> TASK DIRECTIONS: Please repeat exactly the lines below from the one containing "All continuity lives" down to the one containing "The five-stage run.", both included, and nothing else.

(EXERCISE INPUT Opens)

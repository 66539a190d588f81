//! # feedwatch
//!
//! Watches a single feed and emails the entries it has not reported before.
//!
//! ## Architecture
//!
//! Every run is one sequential pass with no memory of earlier runs:
//!
//! ```text
//! Fetcher → Normalizer → Ledger::load → diff → Notifier → Ledger::save
//! ```
//!
//! All continuity lives in the ledger: a set of `(id, first_seen)` records
//! kept in a whole-value store and expired after a retention window.
//!
//! ## Quick Start
//!
//! ```bash
//! # Check the feed once (exit status reports success)
//! feedwatch run
//!
//! # Check every ten minutes
//! feedwatch daemon start --interval 10m
//!
//! # Inspect what has been recorded
//! feedwatch ledger
//! ```

/// Application context and error handling.
///
/// [`AppContext`](app::AppContext) assembles the store, fetcher, notifier and
/// orchestrator from a [`Config`](config::Config).
pub mod app;

/// Command-line interface using clap.
pub mod cli;

/// TOML configuration, loaded from `~/.config/feedwatch/config.toml`.
pub mod config;

/// Periodic, non-overlapping execution of runs.
pub mod daemon;

/// Core domain models.
///
/// - [`FeedItem`](domain::FeedItem): an entry of the current fetch
/// - [`SeenRecord`](domain::SeenRecord): a persisted observation
pub mod domain;

/// HTTP retrieval of the feed document.
pub mod fetcher;

/// Seen-item ledger with retention-based expiry, and the diff engine.
pub mod ledger;

/// Feed parsing into [`FeedItem`](domain::FeedItem)s.
///
/// Accepts RSS 0.9x/1.0/2.0, Atom 0.3/1.0 and JSON Feed 1.0.
pub mod normalizer;

/// Message rendering and delivery.
pub mod notifier;

/// The five-stage run.
pub mod orchestrator;

/// Ledger persistence.
///
/// - [`RecordStore`](store::RecordStore): whole-value read/write trait
/// - [`JsonFileStore`](store::JsonFileStore): JSON file
/// - [`SqliteRecordStore`](store::SqliteRecordStore): SQLite database
pub mod store;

(EXERCISE INPUT Closes)

> EXPECTED ANSWER:
//! All continuity lives in the ledger: a set of `(id, first_seen)` records
//! kept in a whole-value store and expired after a retention window.
//!
//! ## Quick Start
//!
//! ```bash
//! # Check the feed once (exit status reports success)
//! feedwatch run
//!
//! # Check every ten minutes
//! feedwatch daemon start --interval 10m
//!
//! # Inspect what has been recorded
//! feedwatch ledger
//! ```

/// Application context and error handling.
///
/// [`AppContext`](app::AppContext) assembles the store, fetcher, notifier and
/// orchestrator from a [`Config`](config::Config).
pub mod app;

/// Command-line interface using clap.
pub mod cli;

/// TOML configuration, loaded from `~/.config/feedwatch/config.toml`.
pub mod config;

/// Periodic, non-overlapping execution of runs.
pub mod daemon;

/// Core domain models.
///
/// - [`FeedItem`](domain::FeedItem): an entry of the current fetch
/// - [`SeenRecord`](domain::SeenRecord): a persisted observation
pub mod domain;

/// HTTP retrieval of the feed document.
pub mod fetcher;

/// Seen-item ledger with retention-based expiry, and the diff engine.
pub mod ledger;

/// Feed parsing into [`FeedItem`](domain::FeedItem)s.
///
/// Accepts RSS 0.9x/1.0/2.0, Atom 0.3/1.0 and JSON Feed 1.0.
pub mod normalizer;

/// Message rendering and delivery.
pub mod notifier;

/// The five-stage run.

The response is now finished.